▼▼▼

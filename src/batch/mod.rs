//! Batch orchestrator
//!
//! Installs the packages of an [`InstallQueue`] one at a time. Each result is
//! written to history before the cursor moves on, a failure asks the observer
//! whether to keep going, and cancellation is honoured between items only.

use crate::core::queue::InstallQueue;
use crate::core::types::{InstallResult, PackageRef};
use crate::exec::{CommandRunner, ToolProbe};
use crate::history::HistoryEntry;
use crate::install::{InstallEvent, InstallOperation};
use crate::traits::HistoryLog;
use crate::ui;
use crate::verify::VerificationRequest;
use std::sync::Arc;
use std::sync::atomic::{AtomicBool, Ordering};

/// What to do after a package in the middle of a batch fails
#[derive(Debug, Clone, Copy, Default, PartialEq, Eq)]
pub enum BatchDecision {
    #[default]
    Continue,
    Abort,
}

/// Shared cancellation flag, checked at item boundaries.
#[derive(Debug, Clone, Default)]
pub struct CancelHandle(Arc<AtomicBool>);

impl CancelHandle {
    pub fn new() -> Self {
        Self::default()
    }

    pub fn cancel(&self) {
        self.0.store(true, Ordering::SeqCst);
    }

    pub fn is_cancelled(&self) -> bool {
        self.0.load(Ordering::SeqCst)
    }
}

/// Supervisory state for one run; not persisted.
#[derive(Debug, Default)]
pub struct BatchState {
    pub queue: InstallQueue,
    cancel: CancelHandle,
    last_decision: Option<BatchDecision>,
}

impl BatchState {
    pub fn new(queue: InstallQueue) -> Self {
        Self::with_cancel(queue, CancelHandle::new())
    }

    /// State wired to an existing cancel handle (e.g. a Ctrl-C handler).
    pub fn with_cancel(queue: InstallQueue, cancel: CancelHandle) -> Self {
        Self {
            queue,
            cancel,
            last_decision: None,
        }
    }

    pub fn cancel_handle(&self) -> CancelHandle {
        self.cancel.clone()
    }

    pub fn last_decision(&self) -> Option<BatchDecision> {
        self.last_decision
    }
}

/// Receives batch progress on the orchestrator's thread.
///
/// Every hook has a no-op default; an observer that does not answer failure
/// prompts lets the batch continue.
pub trait BatchObserver {
    fn item_started(&mut self, _index: usize, _total: usize, _package: &PackageRef) {}

    fn install_event(&mut self, _index: usize, _event: &InstallEvent) {}

    /// Called after the result has been handed to history.
    fn item_finished(
        &mut self,
        _index: usize,
        _total: usize,
        _package: &PackageRef,
        _result: &InstallResult,
        _recorded: bool,
    ) {
    }

    fn decide_on_failure(
        &mut self,
        _package: &PackageRef,
        _result: &InstallResult,
    ) -> BatchDecision {
        BatchDecision::Continue
    }

    fn batch_finished(&mut self, _report: &BatchReport) {}
}

/// Observer that ignores everything
pub struct NoopObserver;

impl BatchObserver for NoopObserver {}

#[derive(Debug, Clone, Default, PartialEq, Eq)]
pub struct BatchReport {
    /// One pair per attempted package, in queue order
    pub results: Vec<(PackageRef, InstallResult)>,
    /// Packages never attempted because the run was cancelled
    pub skipped: usize,
    pub cancelled: bool,
}

impl BatchReport {
    pub fn succeeded(&self) -> usize {
        self.results.iter().filter(|(_, r)| r.is_success()).count()
    }

    pub fn failed(&self) -> usize {
        self.results.len() - self.succeeded()
    }
}

pub struct BatchOrchestrator {
    runner: Arc<dyn CommandRunner>,
    probe: Arc<dyn ToolProbe>,
    history: Arc<dyn HistoryLog>,
}

impl BatchOrchestrator {
    pub fn new(
        runner: Arc<dyn CommandRunner>,
        probe: Arc<dyn ToolProbe>,
        history: Arc<dyn HistoryLog>,
    ) -> Self {
        Self {
            runner,
            probe,
            history,
        }
    }

    /// Install every queued package in order.
    ///
    /// A manual checksum in `request` is ignored: one digest cannot describe
    /// several files. The queue is emptied when the run ends, whether it
    /// completed or was cancelled.
    pub fn run_batch(
        &self,
        state: &mut BatchState,
        request: &VerificationRequest,
        observer: &mut dyn BatchObserver,
    ) -> BatchReport {
        let request = request.without_checksum();
        let total = state.queue.len();
        let mut report = BatchReport::default();

        state.queue.begin();
        loop {
            let Some(index) = state.queue.cursor().filter(|&i| i < total) else {
                break;
            };
            if state.cancel.is_cancelled() {
                report.cancelled = true;
                report.skipped = total - index;
                break;
            }
            let Some(package) = state.queue.get(index).cloned() else {
                break;
            };

            observer.item_started(index, total, &package);

            let operation = InstallOperation::new(
                package.clone(),
                request.clone(),
                Arc::clone(&self.runner),
                Arc::clone(&self.probe),
            );
            let result = operation
                .spawn()
                .wait(|event| observer.install_event(index, event));

            let recorded = self
                .history
                .record(HistoryEntry::for_install(&package, &result));
            if !recorded {
                ui::warning(&format!("History entry for {} was not saved", package));
            }
            observer.item_finished(index, total, &package, &result, recorded);

            let is_last = index + 1 == total;
            if !result.is_success() && !is_last {
                let decision = observer.decide_on_failure(&package, &result);
                state.last_decision = Some(decision);
                if decision == BatchDecision::Abort {
                    state.cancel.cancel();
                }
            }

            report.results.push((package, result));
            state.queue.advance();
        }

        state.queue.finish();
        observer.batch_finished(&report);
        report
    }
}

▲▲▲

▶ [WHAT NEEDS TO BE DONE]: Report every line of the material above in which "HistoryLog" appears.

▶ [ANSWER AREA]:
use crate::traits::HistoryLog;
    history: Arc<dyn HistoryLog>,
        history: Arc<dyn HistoryLog>,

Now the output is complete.